Essa é uma pergunta que muitas pessoas se fazem. Diferentemente da poesia, com sua forma definida, ou da ficção infantil com seu público óbvio, ou até da narrativa não ficcional, baseada na verdade, a definição de romance literário e de romance comercial é mais matizada e confusa.

Apesar de haver um cruzamento entre as duas, elas são categorias distintas. O romance literário quase sempre se concentra na arte, a partir de um enredo impulsionado pelos personagens e por suas motivações internas. Já o romance comercial geralmente está mais concentrado no enredo e lida mais com a busca do entretenimento do que com a arte (com as palavras). “No romance literário, há mais de um foco na escrita em si mesma, não apenas como um instrumento para contar uma história”, diz a escritora Diana Evans, jurada da categoria romance literário. “Tanto o romance literário quanto o comercial contam histórias, mas eu diria que, no romance literário, a história e a escrita persistem como alvos de mesma estatura, ao passo que no romance comercial a história tem todo o destaque”.
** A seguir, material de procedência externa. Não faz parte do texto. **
use std::env;

const DEFAULT_DB_PATH: &str = "./user_memory.db";
const DEFAULT_HOST: &str = "0.0.0.0";
const DEFAULT_PORT: u16 = 8000;
const DEFAULT_POOL_SIZE: u32 = 8;

#[derive(Clone, Debug)]
pub struct Config {
    pub db_path: String,
    pub host: String,
    pub port: u16,
    pub pool_size: u32,
}

impl Config {
    pub fn from_env() -> Self {
        Self::from_lookup(|key| env::var(key).ok())
    }

    fn from_lookup(lookup: impl Fn(&str) -> Option<String>) -> Self {
        Self {
            db_path: lookup("USER_MEMORY_DB_PATH").unwrap_or_else(|| DEFAULT_DB_PATH.to_string()),
            host: lookup("USER_MEMORY_HOST").unwrap_or_else(|| DEFAULT_HOST.to_string()),
            port: parse_or("USER_MEMORY_PORT", lookup("USER_MEMORY_PORT"), DEFAULT_PORT),
            pool_size: parse_or(
                "USER_MEMORY_POOL_SIZE",
                lookup("USER_MEMORY_POOL_SIZE"),
                DEFAULT_POOL_SIZE,
            ),
        }
    }

    pub fn bind_addr(&self) -> String {
        format!("{}:{}", self.host, self.port)
    }
}

fn parse_or<T: std::str::FromStr + Copy + std::fmt::Display>(
    key: &str,
    raw: Option<String>,
    default: T,
) -> T {
    match raw {
        None => default,
        Some(s) => s.trim().parse().unwrap_or_else(|_| {
            log::warn!("Ignoring invalid {}={:?}, using {}", key, s, default);
            default
        }),
    }
}
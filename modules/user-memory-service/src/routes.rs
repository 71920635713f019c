//! Axum route handlers for the user memory RPC API.

use crate::db::Db;
use crate::tools::ToolRegistry;
use axum::extract::State;
use axum::http::StatusCode;
use axum::response::Json;
use std::sync::Arc;
use std::time::Instant;
use user_memory_types::*;

pub struct AppState {
    pub db: Arc<Db>,
    pub tools: ToolRegistry,
    pub start_time: Instant,
}

// GET /rpc/tools/list
pub async fn list_tools(
    State(state): State<Arc<AppState>>,
) -> (StatusCode, Json<RpcResponse<Vec<ToolDefinition>>>) {
    (StatusCode::OK, Json(RpcResponse::ok(state.tools.definitions())))
}

// POST /rpc/tools/call
pub async fn call_tool(
    State(state): State<Arc<AppState>>,
    Json(req): Json<ToolCallRequest>,
) -> (StatusCode, Json<RpcResponse<ToolResult>>) {
    match state.tools.call(&req.name, req.arguments).await {
        Some(result) => (StatusCode::OK, Json(RpcResponse::ok(result))),
        None => (
            StatusCode::NOT_FOUND,
            Json(RpcResponse::err(format!("Unknown tool: {}", req.name))),
        ),
    }
}

// POST /rpc/facts/store
pub async fn store_fact(
    State(state): State<Arc<AppState>>,
    Json(req): Json<StoreFactRequest>,
) -> (StatusCode, Json<RpcResponse<StoredFact>>) {
    let db = Arc::clone(&state.db);
    let result = tokio::task::spawn_blocking(move || db.append(&req.user_id, &req.fact)).await;
    match result {
        Ok(Ok(id)) => (StatusCode::OK, Json(RpcResponse::ok(StoredFact { id }))),
        Ok(Err(e)) => (StatusCode::INTERNAL_SERVER_ERROR, Json(RpcResponse::err(e.to_string()))),
        Err(e) => (StatusCode::INTERNAL_SERVER_ERROR, Json(RpcResponse::err(e.to_string()))),
    }
}

// POST /rpc/facts/list
pub async fn list_facts(
    State(state): State<Arc<AppState>>,
    Json(req): Json<ListFactsRequest>,
) -> (StatusCode, Json<RpcResponse<Vec<Fact>>>) {
    let db = Arc::clone(&state.db);
    let result = tokio::task::spawn_blocking(move || db.list_by_user(&req.user_id)).await;
    match result {
        Ok(Ok(facts)) => (StatusCode::OK, Json(RpcResponse::ok(facts))),
        Ok(Err(e)) => (StatusCode::INTERNAL_SERVER_ERROR, Json(RpcResponse::err(e.to_string()))),
        Err(e) => (StatusCode::INTERNAL_SERVER_ERROR, Json(RpcResponse::err(e.to_string()))),
    }
}

async fn fetch_stats(db: &Arc<Db>) -> Result<FactStats, String> {
    let db = Arc::clone(db);
    match tokio::task::spawn_blocking(move || db.stats()).await {
        Ok(result) => result.map_err(|e| e.to_string()),
        Err(e) => Err(e.to_string()),
    }
}

// GET /rpc/stats
pub async fn stats(
    State(state): State<Arc<AppState>>,
) -> (StatusCode, Json<RpcResponse<FactStats>>) {
    match fetch_stats(&state.db).await {
        Ok(s) => (StatusCode::OK, Json(RpcResponse::ok(s))),
        Err(e) => (StatusCode::INTERNAL_SERVER_ERROR, Json(RpcResponse::err(e))),
    }
}

// GET /rpc/status
pub async fn status(
    State(state): State<Arc<AppState>>,
) -> (StatusCode, Json<RpcResponse<ServiceStatus>>) {
    let stats = fetch_stats(&state.db).await.ok();
    (
        StatusCode::OK,
        Json(RpcResponse::ok(ServiceStatus {
            running: true,
            uptime_secs: state.start_time.elapsed().as_secs(),
            total_facts: stats.as_ref().map(|s| s.total_facts).unwrap_or(0),
            total_users: stats.as_ref().map(|s| s.total_users).unwrap_or(0),
        })),
    )
}

pub fn router(state: Arc<AppState>) -> axum::Router {
    axum::Router::new()
        .route("/rpc/tools/list", axum::routing::get(list_tools))
        .route("/rpc/tools/call", axum::routing::post(call_tool))
        .route("/rpc/facts/store", axum::routing::post(store_fact))
        .route("/rpc/facts/list", axum::routing::post(list_facts))
        .route("/rpc/stats", axum::routing::get(stats))
        .route("/rpc/status", axum::routing::get(status))
        .with_state(state)
        .layer(tower_http::cors::CorsLayer::permissive())
}
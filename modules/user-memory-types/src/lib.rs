//! Shared types for the user memory service and its RPC clients.

use serde::{Deserialize, Serialize};
use serde_json::Value;
use std::collections::HashMap;

/// User namespace used when a caller does not name one.
pub const DEFAULT_USER_ID: &str = "default";

pub fn default_user_id() -> String {
    DEFAULT_USER_ID.to_string()
}

// =====================================================
// Domain Types
// =====================================================

/// Row id assigned by the store on insert.
pub type FactId = i64;

/// One immutable statement remembered about a user.
#[derive(Debug, Clone, PartialEq, Eq, Serialize, Deserialize)]
pub struct Fact {
    pub id: FactId,
    pub user_id: String,
    pub text: String,
    pub created_at: String,
}

#[derive(Debug, Clone, PartialEq, Eq, Serialize, Deserialize)]
pub struct FactStats {
    pub total_facts: i64,
    pub total_users: i64,
}

// =====================================================
// RPC Request Types
// =====================================================

#[derive(Debug, Serialize, Deserialize)]
pub struct StoreFactRequest {
    pub fact: String,
    #[serde(default = "default_user_id")]
    pub user_id: String,
}

#[derive(Debug, Serialize, Deserialize)]
pub struct ListFactsRequest {
    #[serde(default = "default_user_id")]
    pub user_id: String,
}

#[derive(Debug, Serialize, Deserialize)]
pub struct ToolCallRequest {
    pub name: String,
    #[serde(default)]
    pub arguments: Value,
}

// =====================================================
// RPC Response Types
// =====================================================

#[derive(Debug, Serialize, Deserialize)]
pub struct RpcResponse<T: Serialize> {
    pub success: bool,
    #[serde(skip_serializing_if = "Option::is_none")]
    pub data: Option<T>,
    #[serde(skip_serializing_if = "Option::is_none")]
    pub error: Option<String>,
}

impl<T: Serialize> RpcResponse<T> {
    pub fn ok(data: T) -> Self {
        Self {
            success: true,
            data: Some(data),
            error: None,
        }
    }

    pub fn err(msg: impl Into<String>) -> Self {
        Self {
            success: false,
            data: None,
            error: Some(msg.into()),
        }
    }
}

#[derive(Debug, Serialize, Deserialize)]
pub struct StoredFact {
    pub id: FactId,
}

// =====================================================
// Tool Types
// =====================================================

/// JSON schema for a single tool parameter
#[derive(Debug, Clone, Serialize, Deserialize)]
pub struct PropertySchema {
    #[serde(rename = "type")]
    pub schema_type: String,
    pub description: String,
    #[serde(skip_serializing_if = "Option::is_none")]
    pub default: Option<Value>,
}

#[derive(Debug, Clone, Serialize, Deserialize)]
pub struct ToolInputSchema {
    #[serde(rename = "type")]
    pub schema_type: String,
    pub properties: HashMap<String, PropertySchema>,
    pub required: Vec<String>,
}

impl Default for ToolInputSchema {
    fn default() -> Self {
        Self {
            schema_type: "object".to_string(),
            properties: HashMap::new(),
            required: Vec::new(),
        }
    }
}

/// Tool description handed to the invoking agent
#[derive(Debug, Clone, Serialize, Deserialize)]
pub struct ToolDefinition {
    pub name: String,
    pub description: String,
    pub input_schema: ToolInputSchema,
}

/// Outcome of a tool invocation. `is_error` is only set when the call
/// itself was malformed; operation output always arrives as `content`.
#[derive(Debug, Clone, PartialEq, Eq, Serialize, Deserialize)]
pub struct ToolResult {
    pub content: String,
    pub is_error: bool,
}

impl ToolResult {
    pub fn success(content: impl Into<String>) -> Self {
        Self {
            content: content.into(),
            is_error: false,
        }
    }

    pub fn error(content: impl Into<String>) -> Self {
        Self {
            content: content.into(),
            is_error: true,
        }
    }
}

// =====================================================
// Service Status
// =====================================================

#[derive(Debug, Serialize, Deserialize)]
pub struct ServiceStatus {
    pub running: bool,
    pub uptime_secs: u64,
    pub total_facts: i64,
    pub total_users: i64,
}

#[cfg(test)]
mod tests {
    use super::*;

    #[test]
    fn store_request_defaults_user_id() {
        let req: StoreFactRequest =
            serde_json::from_str(r#"{"fact":"The user has a cat called Wendy"}"#).unwrap();
        assert_eq!(req.user_id, DEFAULT_USER_ID);
        assert_eq!(req.fact, "The user has a cat called Wendy");
    }

    #[test]
    fn list_request_accepts_empty_body() {
        let req: ListFactsRequest = serde_json::from_str("{}").unwrap();
        assert_eq!(req.user_id, "default");
    }

    #[test]
    fn rpc_error_omits_data() {
        let resp: RpcResponse<Fact> = RpcResponse::err("boom");
        let json = serde_json::to_value(&resp).unwrap();
        assert_eq!(json["success"], false);
        assert_eq!(json["error"], "boom");
        assert!(json.get("data").is_none());
    }

    #[test]
    fn default_input_schema_is_an_empty_object() {
        let json = serde_json::to_value(ToolInputSchema::default()).unwrap();
        assert_eq!(json["type"], "object");
        assert_eq!(json["properties"], serde_json::json!({}));
        assert_eq!(json["required"], serde_json::json!([]));
    }

    #[test]
    fn tool_call_without_arguments_is_null() {
        let req: ToolCallRequest = serde_json::from_str(r#"{"name":"get_user_info"}"#).unwrap();
        assert!(req.arguments.is_null());
    }
}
Ella Kahn, da DKW Literary Agency, é uma de nossas juradas na categoria de romance comercial. Ela também ressalta a diferença de focos e afirma que “o romance comercial (qualquer que seja seu gênero) tende a ser mais impulsionado pelo desenvolvimento do enredo e dos personagens, enquanto o romance literário é impulsionado por preocupações temáticas ou estilísticas”.

Vaseem Kahn, escritor e jurado na categoria de romance comercial concorda: “O romance literário oferece uma tela mais ampla aos escritores, com infinitas possibilidades de exploração do personagem, do cenário, do tema e do estilo. O nível de ‘qualidade’ da prosa desse romance é considerado alto. O desafio para o autor do romance comercial é encontrar a criatividade dentro dos limites do gênero, sem deixar de atender às expectativas de um público particular”.

Contudo, a questão vai além de um se concentrar apenas no leitor e o outro, na arte; um escritor jamais deve descuidar de um ou de outra. A fronteira entre o romance comercial e o literário está se afunilando. Por exemplo, no passado recente, o Man Booker Prize viu muitos de seus indicados cruzarem gêneros. Em ambos os casos, a qualidade da escrita é fundamental. “Uma grande qualidade de prosa é importante para ambas as categorias, e as explorações de temas e enredos podem ser igualmente complexas em ambas”, afirma Ella, “mas é no romance comercial que a qualidade da escrita também pode ser definida por determinado grau de ‘legibilidade’ ou ‘acessibilidade’ de estilo que talvez a torne mais imediatamente envolvente”.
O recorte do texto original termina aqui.